:: Records to use

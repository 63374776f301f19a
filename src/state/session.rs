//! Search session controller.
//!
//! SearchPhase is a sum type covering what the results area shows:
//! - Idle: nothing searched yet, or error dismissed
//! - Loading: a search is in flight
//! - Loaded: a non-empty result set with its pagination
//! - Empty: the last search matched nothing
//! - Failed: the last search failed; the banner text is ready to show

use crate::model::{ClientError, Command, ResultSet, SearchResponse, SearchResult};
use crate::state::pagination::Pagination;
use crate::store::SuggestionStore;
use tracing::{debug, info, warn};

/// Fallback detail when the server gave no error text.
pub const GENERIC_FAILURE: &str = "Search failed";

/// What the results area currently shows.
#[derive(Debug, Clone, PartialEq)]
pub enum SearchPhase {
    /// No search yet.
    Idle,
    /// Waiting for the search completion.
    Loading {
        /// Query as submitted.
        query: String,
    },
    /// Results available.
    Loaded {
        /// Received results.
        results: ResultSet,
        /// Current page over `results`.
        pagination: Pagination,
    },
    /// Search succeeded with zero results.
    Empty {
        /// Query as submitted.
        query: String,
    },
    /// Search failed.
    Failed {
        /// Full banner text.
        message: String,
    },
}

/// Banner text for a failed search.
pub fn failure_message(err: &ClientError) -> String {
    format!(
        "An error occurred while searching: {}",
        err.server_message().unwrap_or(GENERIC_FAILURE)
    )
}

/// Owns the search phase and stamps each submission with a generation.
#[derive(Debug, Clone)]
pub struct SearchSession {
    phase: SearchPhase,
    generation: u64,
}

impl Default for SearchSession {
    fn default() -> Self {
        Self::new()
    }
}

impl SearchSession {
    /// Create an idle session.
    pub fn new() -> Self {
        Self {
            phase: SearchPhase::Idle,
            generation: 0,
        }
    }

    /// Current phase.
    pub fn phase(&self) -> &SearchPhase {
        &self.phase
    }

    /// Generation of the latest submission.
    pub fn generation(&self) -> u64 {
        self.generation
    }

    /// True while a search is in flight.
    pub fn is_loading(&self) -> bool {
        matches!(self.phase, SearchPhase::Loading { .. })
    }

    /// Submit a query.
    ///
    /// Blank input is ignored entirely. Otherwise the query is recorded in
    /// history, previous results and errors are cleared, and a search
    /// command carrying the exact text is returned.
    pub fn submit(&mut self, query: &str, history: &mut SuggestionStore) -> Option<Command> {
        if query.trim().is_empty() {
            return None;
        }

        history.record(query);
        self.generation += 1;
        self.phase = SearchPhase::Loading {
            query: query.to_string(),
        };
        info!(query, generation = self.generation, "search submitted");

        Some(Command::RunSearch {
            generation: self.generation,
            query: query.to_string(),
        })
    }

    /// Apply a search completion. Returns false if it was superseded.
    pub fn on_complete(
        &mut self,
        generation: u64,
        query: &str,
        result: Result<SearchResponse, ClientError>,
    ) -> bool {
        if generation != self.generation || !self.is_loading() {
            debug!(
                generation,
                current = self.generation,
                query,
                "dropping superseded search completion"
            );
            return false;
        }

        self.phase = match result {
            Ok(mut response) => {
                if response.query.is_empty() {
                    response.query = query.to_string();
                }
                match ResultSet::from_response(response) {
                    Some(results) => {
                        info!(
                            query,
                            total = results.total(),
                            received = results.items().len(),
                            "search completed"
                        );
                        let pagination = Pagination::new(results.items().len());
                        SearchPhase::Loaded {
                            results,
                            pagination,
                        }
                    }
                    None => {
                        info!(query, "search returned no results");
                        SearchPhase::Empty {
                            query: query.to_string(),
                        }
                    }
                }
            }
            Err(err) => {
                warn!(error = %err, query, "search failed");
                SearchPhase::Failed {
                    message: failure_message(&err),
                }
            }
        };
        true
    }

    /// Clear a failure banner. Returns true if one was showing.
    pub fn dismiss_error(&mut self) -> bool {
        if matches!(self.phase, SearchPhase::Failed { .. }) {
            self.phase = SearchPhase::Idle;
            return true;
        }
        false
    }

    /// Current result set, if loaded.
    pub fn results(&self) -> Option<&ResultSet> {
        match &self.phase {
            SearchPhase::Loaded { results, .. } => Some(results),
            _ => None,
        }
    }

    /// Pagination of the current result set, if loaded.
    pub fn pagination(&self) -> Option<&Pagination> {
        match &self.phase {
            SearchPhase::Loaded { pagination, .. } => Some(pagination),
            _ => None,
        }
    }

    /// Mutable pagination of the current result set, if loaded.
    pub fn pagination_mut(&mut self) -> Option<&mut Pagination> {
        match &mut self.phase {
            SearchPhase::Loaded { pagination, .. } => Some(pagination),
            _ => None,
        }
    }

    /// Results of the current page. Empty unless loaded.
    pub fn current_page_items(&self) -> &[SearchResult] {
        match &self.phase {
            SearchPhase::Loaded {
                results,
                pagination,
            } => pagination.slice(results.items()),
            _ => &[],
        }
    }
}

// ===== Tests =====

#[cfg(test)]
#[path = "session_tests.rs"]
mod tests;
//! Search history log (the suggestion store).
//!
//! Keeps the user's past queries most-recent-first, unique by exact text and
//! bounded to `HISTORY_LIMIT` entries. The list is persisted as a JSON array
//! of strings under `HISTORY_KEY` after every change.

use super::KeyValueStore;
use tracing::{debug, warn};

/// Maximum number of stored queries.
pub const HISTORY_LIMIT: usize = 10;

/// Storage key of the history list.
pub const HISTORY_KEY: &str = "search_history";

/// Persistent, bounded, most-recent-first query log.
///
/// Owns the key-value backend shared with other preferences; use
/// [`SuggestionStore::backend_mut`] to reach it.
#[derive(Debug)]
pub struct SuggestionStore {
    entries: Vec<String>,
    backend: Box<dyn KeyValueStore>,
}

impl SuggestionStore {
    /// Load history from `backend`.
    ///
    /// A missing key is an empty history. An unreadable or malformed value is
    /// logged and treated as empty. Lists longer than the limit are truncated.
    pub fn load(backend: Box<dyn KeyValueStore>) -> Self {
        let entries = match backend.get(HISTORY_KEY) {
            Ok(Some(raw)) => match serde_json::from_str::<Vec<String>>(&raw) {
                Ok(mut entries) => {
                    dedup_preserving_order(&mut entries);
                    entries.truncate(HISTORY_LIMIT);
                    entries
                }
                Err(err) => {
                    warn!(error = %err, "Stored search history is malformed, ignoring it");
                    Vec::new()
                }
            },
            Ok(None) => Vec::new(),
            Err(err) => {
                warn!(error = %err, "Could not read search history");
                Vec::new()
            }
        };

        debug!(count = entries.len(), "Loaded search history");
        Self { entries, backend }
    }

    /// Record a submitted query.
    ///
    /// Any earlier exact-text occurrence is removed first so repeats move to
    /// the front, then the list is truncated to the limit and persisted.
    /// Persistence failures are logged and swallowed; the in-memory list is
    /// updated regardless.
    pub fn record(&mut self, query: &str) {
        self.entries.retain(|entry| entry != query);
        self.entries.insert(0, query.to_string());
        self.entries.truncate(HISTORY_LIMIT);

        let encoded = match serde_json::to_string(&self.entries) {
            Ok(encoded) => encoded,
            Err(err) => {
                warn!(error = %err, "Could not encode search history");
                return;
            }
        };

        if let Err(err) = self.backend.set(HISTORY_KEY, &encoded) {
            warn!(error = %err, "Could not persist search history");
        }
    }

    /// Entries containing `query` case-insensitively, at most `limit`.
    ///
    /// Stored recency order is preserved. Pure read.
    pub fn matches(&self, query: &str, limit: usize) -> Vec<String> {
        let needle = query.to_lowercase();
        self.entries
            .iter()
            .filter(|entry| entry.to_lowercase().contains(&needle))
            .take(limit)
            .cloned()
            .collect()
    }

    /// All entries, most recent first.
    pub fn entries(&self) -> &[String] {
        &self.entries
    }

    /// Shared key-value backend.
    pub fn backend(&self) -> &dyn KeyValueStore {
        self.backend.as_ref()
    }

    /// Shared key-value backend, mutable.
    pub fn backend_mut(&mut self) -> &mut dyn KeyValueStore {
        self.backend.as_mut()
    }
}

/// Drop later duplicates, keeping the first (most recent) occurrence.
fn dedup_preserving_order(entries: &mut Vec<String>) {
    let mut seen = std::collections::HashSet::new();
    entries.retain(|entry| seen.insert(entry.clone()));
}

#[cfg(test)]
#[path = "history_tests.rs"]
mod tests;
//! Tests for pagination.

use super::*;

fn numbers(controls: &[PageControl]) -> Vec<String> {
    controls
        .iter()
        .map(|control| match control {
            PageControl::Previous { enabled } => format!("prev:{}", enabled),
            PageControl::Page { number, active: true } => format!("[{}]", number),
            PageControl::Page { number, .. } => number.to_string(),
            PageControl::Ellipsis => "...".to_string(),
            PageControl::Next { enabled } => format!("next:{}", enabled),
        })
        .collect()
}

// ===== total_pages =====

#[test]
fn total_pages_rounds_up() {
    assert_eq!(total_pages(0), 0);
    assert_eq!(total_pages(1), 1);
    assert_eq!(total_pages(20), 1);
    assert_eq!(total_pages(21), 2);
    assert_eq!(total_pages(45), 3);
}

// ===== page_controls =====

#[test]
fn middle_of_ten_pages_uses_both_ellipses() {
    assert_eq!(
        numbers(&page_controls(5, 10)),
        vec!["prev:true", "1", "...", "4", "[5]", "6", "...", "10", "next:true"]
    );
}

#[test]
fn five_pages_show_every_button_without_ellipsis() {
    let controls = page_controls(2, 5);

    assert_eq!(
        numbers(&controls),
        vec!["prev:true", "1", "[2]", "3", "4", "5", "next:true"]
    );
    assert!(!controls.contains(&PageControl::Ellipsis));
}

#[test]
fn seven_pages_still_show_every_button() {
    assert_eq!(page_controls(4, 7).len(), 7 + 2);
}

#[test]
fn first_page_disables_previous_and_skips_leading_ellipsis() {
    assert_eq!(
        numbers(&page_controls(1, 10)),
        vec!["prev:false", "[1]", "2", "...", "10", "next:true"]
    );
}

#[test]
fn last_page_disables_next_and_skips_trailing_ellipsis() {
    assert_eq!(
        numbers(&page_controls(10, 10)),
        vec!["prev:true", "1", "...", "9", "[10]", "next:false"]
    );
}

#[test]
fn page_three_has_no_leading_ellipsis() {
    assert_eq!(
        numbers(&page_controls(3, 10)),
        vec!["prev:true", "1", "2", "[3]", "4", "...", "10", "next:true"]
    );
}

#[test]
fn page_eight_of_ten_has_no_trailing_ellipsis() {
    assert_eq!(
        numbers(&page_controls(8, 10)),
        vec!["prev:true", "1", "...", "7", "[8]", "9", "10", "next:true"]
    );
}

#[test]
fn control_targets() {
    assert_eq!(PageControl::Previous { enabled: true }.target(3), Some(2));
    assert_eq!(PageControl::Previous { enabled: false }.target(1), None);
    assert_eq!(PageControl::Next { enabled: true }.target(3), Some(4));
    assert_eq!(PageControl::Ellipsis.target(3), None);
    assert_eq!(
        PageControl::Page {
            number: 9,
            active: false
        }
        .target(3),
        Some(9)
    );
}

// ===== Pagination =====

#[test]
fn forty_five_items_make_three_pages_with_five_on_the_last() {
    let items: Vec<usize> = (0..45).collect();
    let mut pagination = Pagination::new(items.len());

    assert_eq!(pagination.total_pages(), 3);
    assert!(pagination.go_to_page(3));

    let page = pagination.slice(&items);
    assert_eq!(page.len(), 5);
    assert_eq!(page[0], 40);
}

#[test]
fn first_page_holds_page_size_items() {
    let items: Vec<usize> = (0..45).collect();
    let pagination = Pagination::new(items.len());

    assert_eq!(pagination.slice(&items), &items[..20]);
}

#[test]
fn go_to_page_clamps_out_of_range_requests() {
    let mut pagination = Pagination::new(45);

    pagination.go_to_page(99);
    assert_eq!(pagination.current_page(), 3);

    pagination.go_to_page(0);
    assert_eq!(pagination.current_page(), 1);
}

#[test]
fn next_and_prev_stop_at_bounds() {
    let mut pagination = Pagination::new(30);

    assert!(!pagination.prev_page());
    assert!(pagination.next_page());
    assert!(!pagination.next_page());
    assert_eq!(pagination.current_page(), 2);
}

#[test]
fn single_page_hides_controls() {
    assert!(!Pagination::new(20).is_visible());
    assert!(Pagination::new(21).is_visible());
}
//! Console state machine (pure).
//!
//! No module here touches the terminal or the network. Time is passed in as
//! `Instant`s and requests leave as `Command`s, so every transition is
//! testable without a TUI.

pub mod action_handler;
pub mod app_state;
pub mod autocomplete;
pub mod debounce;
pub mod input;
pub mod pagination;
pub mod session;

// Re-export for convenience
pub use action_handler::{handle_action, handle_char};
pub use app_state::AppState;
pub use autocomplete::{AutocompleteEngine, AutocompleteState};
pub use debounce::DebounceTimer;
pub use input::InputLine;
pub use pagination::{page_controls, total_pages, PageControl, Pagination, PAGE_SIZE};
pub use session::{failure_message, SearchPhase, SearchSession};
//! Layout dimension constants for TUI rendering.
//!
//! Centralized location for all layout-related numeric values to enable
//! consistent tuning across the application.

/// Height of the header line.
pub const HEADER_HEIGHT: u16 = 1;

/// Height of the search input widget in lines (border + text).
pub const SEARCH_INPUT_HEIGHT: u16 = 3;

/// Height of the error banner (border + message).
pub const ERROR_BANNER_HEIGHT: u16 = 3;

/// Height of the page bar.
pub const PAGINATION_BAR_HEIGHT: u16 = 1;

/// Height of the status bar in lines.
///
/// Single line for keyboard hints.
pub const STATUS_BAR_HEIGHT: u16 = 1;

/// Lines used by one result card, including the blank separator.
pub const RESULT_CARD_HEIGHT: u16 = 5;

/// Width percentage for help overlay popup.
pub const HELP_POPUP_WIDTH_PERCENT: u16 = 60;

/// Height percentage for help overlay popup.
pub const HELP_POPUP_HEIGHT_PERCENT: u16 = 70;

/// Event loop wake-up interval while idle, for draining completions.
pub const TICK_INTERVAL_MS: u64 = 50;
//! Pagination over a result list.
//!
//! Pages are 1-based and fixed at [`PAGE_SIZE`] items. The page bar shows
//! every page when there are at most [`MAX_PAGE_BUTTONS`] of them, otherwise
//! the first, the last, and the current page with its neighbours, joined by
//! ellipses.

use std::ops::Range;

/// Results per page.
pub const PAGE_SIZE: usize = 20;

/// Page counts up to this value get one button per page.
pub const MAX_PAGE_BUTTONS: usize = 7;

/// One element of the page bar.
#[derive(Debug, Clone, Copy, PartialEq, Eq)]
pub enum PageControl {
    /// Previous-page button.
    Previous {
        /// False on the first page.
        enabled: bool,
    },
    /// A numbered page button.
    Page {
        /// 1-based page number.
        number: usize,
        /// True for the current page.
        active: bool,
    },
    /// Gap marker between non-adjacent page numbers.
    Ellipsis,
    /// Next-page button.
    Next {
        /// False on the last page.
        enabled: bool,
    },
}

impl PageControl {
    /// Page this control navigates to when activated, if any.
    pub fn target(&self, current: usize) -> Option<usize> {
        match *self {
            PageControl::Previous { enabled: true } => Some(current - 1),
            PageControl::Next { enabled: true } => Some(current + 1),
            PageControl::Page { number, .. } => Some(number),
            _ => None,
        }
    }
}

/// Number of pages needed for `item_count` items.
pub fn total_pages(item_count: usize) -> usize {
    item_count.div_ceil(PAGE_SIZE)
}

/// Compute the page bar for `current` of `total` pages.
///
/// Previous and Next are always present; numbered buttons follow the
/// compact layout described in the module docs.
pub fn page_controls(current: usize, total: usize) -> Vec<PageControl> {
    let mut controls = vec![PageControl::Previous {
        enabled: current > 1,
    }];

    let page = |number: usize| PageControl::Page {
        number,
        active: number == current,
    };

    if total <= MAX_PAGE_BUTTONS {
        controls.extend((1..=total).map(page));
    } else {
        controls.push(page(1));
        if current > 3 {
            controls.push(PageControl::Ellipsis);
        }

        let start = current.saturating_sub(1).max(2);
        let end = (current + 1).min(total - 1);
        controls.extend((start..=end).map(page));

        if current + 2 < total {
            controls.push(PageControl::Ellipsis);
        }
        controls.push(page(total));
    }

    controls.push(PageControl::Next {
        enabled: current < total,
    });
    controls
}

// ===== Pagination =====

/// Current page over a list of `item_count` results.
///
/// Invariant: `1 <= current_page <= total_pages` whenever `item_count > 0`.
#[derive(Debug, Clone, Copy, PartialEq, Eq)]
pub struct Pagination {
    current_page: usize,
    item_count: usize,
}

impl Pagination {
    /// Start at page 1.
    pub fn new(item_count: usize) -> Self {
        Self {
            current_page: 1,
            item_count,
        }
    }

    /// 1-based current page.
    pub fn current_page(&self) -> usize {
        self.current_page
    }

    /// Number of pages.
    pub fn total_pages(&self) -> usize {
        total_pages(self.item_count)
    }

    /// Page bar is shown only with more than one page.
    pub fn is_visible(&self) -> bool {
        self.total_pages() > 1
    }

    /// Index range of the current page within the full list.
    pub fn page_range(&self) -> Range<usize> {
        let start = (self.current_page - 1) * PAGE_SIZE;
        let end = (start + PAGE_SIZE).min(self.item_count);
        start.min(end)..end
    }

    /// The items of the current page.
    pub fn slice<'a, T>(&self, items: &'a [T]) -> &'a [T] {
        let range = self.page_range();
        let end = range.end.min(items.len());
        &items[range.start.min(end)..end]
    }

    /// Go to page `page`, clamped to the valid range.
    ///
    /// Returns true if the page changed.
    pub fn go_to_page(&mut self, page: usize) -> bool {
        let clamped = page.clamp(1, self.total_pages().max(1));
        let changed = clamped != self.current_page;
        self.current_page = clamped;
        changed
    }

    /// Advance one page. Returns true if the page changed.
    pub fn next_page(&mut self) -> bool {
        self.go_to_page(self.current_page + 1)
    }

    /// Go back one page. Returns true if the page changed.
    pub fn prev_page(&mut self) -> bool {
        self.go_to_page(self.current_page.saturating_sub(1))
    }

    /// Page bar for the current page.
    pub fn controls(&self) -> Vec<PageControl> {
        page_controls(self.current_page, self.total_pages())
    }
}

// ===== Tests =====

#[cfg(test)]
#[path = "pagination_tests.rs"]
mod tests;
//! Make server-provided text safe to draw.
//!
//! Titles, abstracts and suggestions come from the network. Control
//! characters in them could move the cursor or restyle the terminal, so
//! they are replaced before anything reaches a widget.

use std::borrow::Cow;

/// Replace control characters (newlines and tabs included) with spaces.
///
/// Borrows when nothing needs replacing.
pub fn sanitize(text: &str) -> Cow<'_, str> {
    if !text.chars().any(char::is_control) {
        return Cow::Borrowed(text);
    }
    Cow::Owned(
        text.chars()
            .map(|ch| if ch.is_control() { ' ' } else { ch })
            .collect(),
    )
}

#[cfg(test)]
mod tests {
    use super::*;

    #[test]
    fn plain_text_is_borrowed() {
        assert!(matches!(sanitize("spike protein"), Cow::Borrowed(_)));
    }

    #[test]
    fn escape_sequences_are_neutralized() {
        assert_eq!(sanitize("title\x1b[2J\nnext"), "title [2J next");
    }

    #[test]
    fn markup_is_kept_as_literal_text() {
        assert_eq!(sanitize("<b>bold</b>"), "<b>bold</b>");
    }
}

::::
:: Records to use

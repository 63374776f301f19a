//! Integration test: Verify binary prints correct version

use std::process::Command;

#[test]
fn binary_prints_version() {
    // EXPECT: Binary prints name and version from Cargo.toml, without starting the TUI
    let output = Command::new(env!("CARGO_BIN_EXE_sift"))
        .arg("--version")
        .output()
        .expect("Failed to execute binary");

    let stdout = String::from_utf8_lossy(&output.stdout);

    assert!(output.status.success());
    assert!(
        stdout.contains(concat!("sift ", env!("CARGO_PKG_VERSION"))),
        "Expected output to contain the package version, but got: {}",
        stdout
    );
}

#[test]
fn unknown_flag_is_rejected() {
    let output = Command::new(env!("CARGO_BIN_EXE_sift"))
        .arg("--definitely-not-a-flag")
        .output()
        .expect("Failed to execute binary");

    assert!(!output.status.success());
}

::::

§ **Task**
Using the entries above, find all lines with "slice". Copy them.

§ **Solved problem**
            } => pagination.slice(results.items()),
    let page = pagination.slice(&items);
    assert_eq!(pagination.slice(&items), &items[..20]);
    pub fn slice<'a, T>(&self, items: &'a [T]) -> &'a [T] {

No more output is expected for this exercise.